Así los hechos en los atrios del Templo de Jerusalem. Es menester ubicarnos en el contexto histórico y social de aquel siglo I en Jerusalem: el Templo era el faro que congregaba a toda la nación judía y también de la diáspora, signo de la presencia de Dios en medio de Israel, único sitio de encuentro entre el pueblo y su Dios.
Jerusalem está ubicada, desde hace siglos, en el cruce de distintas rutas comerciales de esa zona de Oriente Medio; a ello, hemos de añadir la gran afluencia de peregrinos venidos de sitios muy dispares y lejanos, y la omnipresencia de la potencia imperial ocupante.
Así, pululaban monedas de muy diverso valor y origen, las que debían invariablemente ser cambiadas por la moneda oficial de Judea para poder pagar los tributos del Templo, y para adquirir la variedad de animales kosher, es decir, religiosamente puros que se ofrecerían en los holocaustos rituales al Dios de Israel.

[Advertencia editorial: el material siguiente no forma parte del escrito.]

impl RedemptionOrchestrator {
    /// `codes` serves reads and admin writes outside a scope; `scope` opens
    /// the unit of work each redemption runs in.
    pub fn new(codes: Arc<dyn CodeRepository>, scope: Arc<dyn AtomicScope>) -> Self {
        Self {
            codes,
            scope,
            retry: RetryPolicy::default(),
        }
    }

    pub fn with_retry_policy(mut self, retry: RetryPolicy) -> Self {
        self.retry = retry;
        self
    }

    pub fn retry_policy(&self) -> RetryPolicy {
        self.retry
    }

    /// Redeem `code` for `user`.
    ///
    /// # Errors
    ///
    /// - [`CodeNotFound`](RedemptionError::CodeNotFound) if no such code exists.
    /// - [`CodeNotRedeemable`](RedemptionError::CodeNotRedeemable) if the code
    ///   is disabled, expired, outside its window or used up.
    /// - [`UserAlreadyRedeemed`](RedemptionError::UserAlreadyRedeemed) if the
    ///   user already holds a redemption of the code, including one committed
    ///   by a concurrent request.
    /// - [`Balance`](RedemptionError::Balance) if the grant would take the
    ///   balance past [`MAX_AMOUNT`](crate::MAX_AMOUNT).
    /// - [`Store`](RedemptionError::Store) on persistence failures, including
    ///   version conflicts that outlast the retry policy.
    ///
    /// Validation failures return before any write. Failures inside the
    /// atomic scope leave no trace in the store.
    #[instrument(skip_all, fields(code = %code, user = %user))]
    pub async fn redeem(
        &self,
        code: &str,
        user: &UserId,
    ) -> Result<RedemptionReceipt, RedemptionError> {
        let code = code.trim();

        let found = self
            .codes
            .find_code(code)
            .await
            .map_err(|e| RedemptionError::store("failed to find code", e))?
            .ok_or(RedemptionError::CodeNotFound)?;

        if !found.is_valid() {
            return Err(RedemptionError::CodeNotRedeemable);
        }

        let redeemed = self
            .codes
            .has_user_redeemed(found.code(), user)
            .await
            .map_err(|e| RedemptionError::store("failed to check redemption", e))?;
        if redeemed {
            return Err(RedemptionError::UserAlreadyRedeemed);
        }

        // The code may have been used up while the redemption check ran.
        if !found.can_be_redeemed() {
            return Err(RedemptionError::CodeNotRedeemable);
        }

        let request = Redemption {
            code: found.code().to_string(),
            user: user.clone(),
            ledger_entry_id: LedgerEntryId::generate(),
            redemption_id: RedemptionId::generate(),
            retry: self.retry,
        };

        let max_attempts = self.retry.max_attempts();
        let mut attempt = 1;
        let receipt = loop {
            let pending = request.clone();
            let outcome = atomic::run(self.scope.as_ref(), move |unit| {
                Box::pin(async move { pending.apply(unit).await.map_err(ScopeFailure::Failed) })
            })
            .await;
            match outcome {
                Ok(receipt) => break receipt,
                Err(ScopeFailure::Failed(error)) => return Err(error),
                Err(ScopeFailure::Conflict(error)) if attempt < max_attempts => {
                    let delay = self.retry.delay(attempt);
                    warn!(attempt, max_attempts, ?delay, %error, "commit conflict, running redemption again");
                    tokio::time::sleep(delay).await;
                    attempt += 1;
                }
                Err(ScopeFailure::Conflict(error)) => {
                    return Err(RedemptionError::store(
                        "failed to commit redemption after retries",
                        error,
                    ));
                }
            }
        };

        info!(
            redemption_id = %receipt.redemption_id,
            amount = receipt.amount,
            balance_after = receipt.balance_after,
            "code redeemed"
        );
        Ok(receipt)
    }

    /// Validate and store a new code.
    pub async fn create_code(&self, new: NewCode) -> Result<RedemptionCode, RedemptionError> {
        let code = RedemptionCode::new(new, Utc::now())?;

        let existing = self
            .codes
            .find_code(code.code())
            .await
            .map_err(|e| RedemptionError::store("failed to find code", e))?;
        if existing.is_some() {
            return Err(RedemptionError::CodeAlreadyExists);
        }

        self.codes.create_code(&code).await.map_err(|e| match e {
            StoreError::Duplicate(_) => RedemptionError::CodeAlreadyExists,
            other => RedemptionError::store("failed to create code", other),
        })?;

        info!(code = %code.code(), code_type = %code.code_type(), amount = code.amount(), "code created");
        Ok(code)
    }

    /// Delete a code that nobody has redeemed.
    pub async fn delete_code(&self, code: &str) -> Result<(), RedemptionError> {
        let code = code.trim();
        self.find_existing(code).await?;

        self.codes.delete_code(code).await.map_err(|e| match e {
            StoreError::Referenced(_) => RedemptionError::CodeCannotBeDeleted,
            StoreError::NotFound(_) => RedemptionError::CodeNotFound,
            other => RedemptionError::store("failed to delete code", other),
        })?;

        info!(code, "code deleted");
        Ok(())
    }

    pub async fn get_code(&self, code: &str) -> Result<RedemptionCode, RedemptionError> {
        self.find_existing(code.trim()).await
    }

    pub async fn list_codes(&self, query: &CodeQuery) -> Result<CodePage, RedemptionError> {
        let (limit, offset) = query.page();
        let (codes, total) = self
            .codes
            .list_codes(limit, offset)
            .await
            .map_err(|e| RedemptionError::store("failed to list codes", e))?;

        Ok(CodePage {
            codes: codes.into_iter().filter(|c| query.matches(c)).collect(),
            total,
            limit,
            offset,
        })
    }

    /// Stop a code from being redeemed.
    pub async fn disable_code(&self, code: &str) -> Result<RedemptionCode, RedemptionError> {
        self.transition(code, RedemptionCode::disable).await
    }

    /// Mark a code expired ahead of its window.
    pub async fn expire_code(&self, code: &str) -> Result<RedemptionCode, RedemptionError> {
        self.transition(code, RedemptionCode::expire).await
    }

    async fn transition(
        &self,
        code: &str,
        apply: fn(&mut RedemptionCode, chrono::DateTime<Utc>),
    ) -> Result<RedemptionCode, RedemptionError> {
        let mut found = self.find_existing(code.trim()).await?;
        apply(&mut found, Utc::now());
        self.codes
            .update_code(&found)
            .await
            .map_err(|e| RedemptionError::store("failed to update code", e))?;

        info!(code = %found.code(), status = %found.status(), "code status changed");
        Ok(found)
    }

    async fn find_existing(&self, code: &str) -> Result<RedemptionCode, RedemptionError> {
        self.codes
            .find_code(code)
            .await
            .map_err(|e| RedemptionError::store("failed to find code", e))?
            .ok_or(RedemptionError::CodeNotFound)
    }
}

De allí que en los atrios del Templo sobreabundaran los cambistas y los comerciantes de animales para tal fin, y a su vez implicaba un inmenso negocio para los sumos sacerdotes que regulaban tales actividades.

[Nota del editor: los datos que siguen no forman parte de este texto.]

// SPDX-License-Identifier: AGPL-3.0-or-later
//
// Copyright (C) 2025 Daniel Negri
//
// This program is free software: you can redistribute it and/or modify
// it under the terms of the GNU Affero General Public License as published by
// the Free Software Foundation, either version 3 of the License, or
// (at your option) any later version.
//
// This program is distributed in the hope that it will be useful,
// but WITHOUT ANY WARRANTY; without even the implied warranty of
// MERCHANTABILITY or FITNESS FOR A PARTICULAR PURPOSE. See the
// GNU Affero General Public License for more details.
//
// You should have received a copy of the GNU Affero General Public License
// along with this program. If not, see <https://www.gnu.org/licenses/>.

//! In-memory transactional store.
//!
//! [`MemoryStore`] implements every repository contract plus [`AtomicScope`].
//! Data is lost when the process exits.
//!
//! # Transactions
//!
//! A [`MemoryTransaction`] stages its writes privately and sees them in its
//! own reads. On commit the staged writes are validated against the
//! committed tables (account versions, uniqueness, references) and applied
//! under a single write lock, so readers observe either none or all of them.
//!
//! Transactions opened through [`AtomicScope::begin`] hold the store's writer
//! slot until they finish. Repository writes made directly on the store run as
//! one-statement transactions: they wait for the same slot and commit
//! immediately. A direct write therefore never lands between a transaction's
//! staged write and its commit; it sees the committed result and fails with
//! [`StoreError::VersionConflict`] if its expected version is stale. Direct
//! reads never wait.
//!
//! Issuing a direct write on a store while the same task holds an open
//! transaction on it waits forever, or until the acquire timeout when one is
//! set.
//!
//! # Lock ordering
//!
//! `changes` is always locked before `tables`, and neither is held across an
//! `.await`.

use crate::account::CurrencyAccount;
use crate::base::{CurrencyKind, LedgerEntryId, UserId};
use crate::code::RedemptionCode;
use crate::error::{StoreError, StoreResult};
use crate::ledger::LedgerEntry;
use crate::redemption::RedemptionRecord;
use crate::repository::{
    AccountRepository, AtomicScope, CodeRepository, LedgerRepository, UnitOfWork,
};
use async_trait::async_trait;
use parking_lot::{Mutex, RwLock};
use std::collections::{HashMap, HashSet};
use std::sync::Arc;
use std::time::Duration;
use tokio::sync::OwnedMutexGuard;
use tracing::debug;

type AccountKey = (UserId, CurrencyKind);
type RedemptionKey = (String, UserId);

/// Committed state.
#[derive(Debug, Default)]
struct Tables {
    accounts: HashMap<AccountKey, CurrencyAccount>,
    /// Append order.
    entries: Vec<LedgerEntry>,
    entry_ids: HashSet<LedgerEntryId>,
    codes: HashMap<String, RedemptionCode>,
    redemptions: HashMap<RedemptionKey, RedemptionRecord>,
}

#[derive(Debug)]
struct StagedAccount {
    account: CurrencyAccount,
    /// Committed version the write was based on, `None` for a new account.
    basis: Option<u64>,
}

#[derive(Debug)]
enum CodeWrite {
    Create(RedemptionCode),
    Update(RedemptionCode),
    Delete,
}

/// Writes staged by one transaction.
#[derive(Debug, Default)]
struct Changes {
    accounts: HashMap<AccountKey, StagedAccount>,
    codes: HashMap<String, CodeWrite>,
    entries: Vec<LedgerEntry>,
    redemptions: HashMap<RedemptionKey, RedemptionRecord>,
}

Por eso, la virulencia de la acción de Jesús allí debe entenderse en ese ámbito tan cargado de significados profundos. El Maestro derriba las mesas de los cambistas y espanta a los animales de los corrales de venta, encendido por ese fuego de fidelidad que lo consume, pero hace una declaración que se ubica en un plano muchísimo más trascendente que los mismos gestos.
Las lesiones no las reciben cambistas ni comerciantes, sino los que se enriquecían con el negocio religioso -la prostitución de la casa de oración-. Ello, sin dudas, no se lo perdonarán.
Pero más grave es la afirmación que realiza: ese templo enorme de piedras talladas, de oro enjaezado, torna casa estéril pues sólo adquiere significado si lo habita Aquél que a todo lo dá sentido. Y ese Dios ahora resplandece en Cristo.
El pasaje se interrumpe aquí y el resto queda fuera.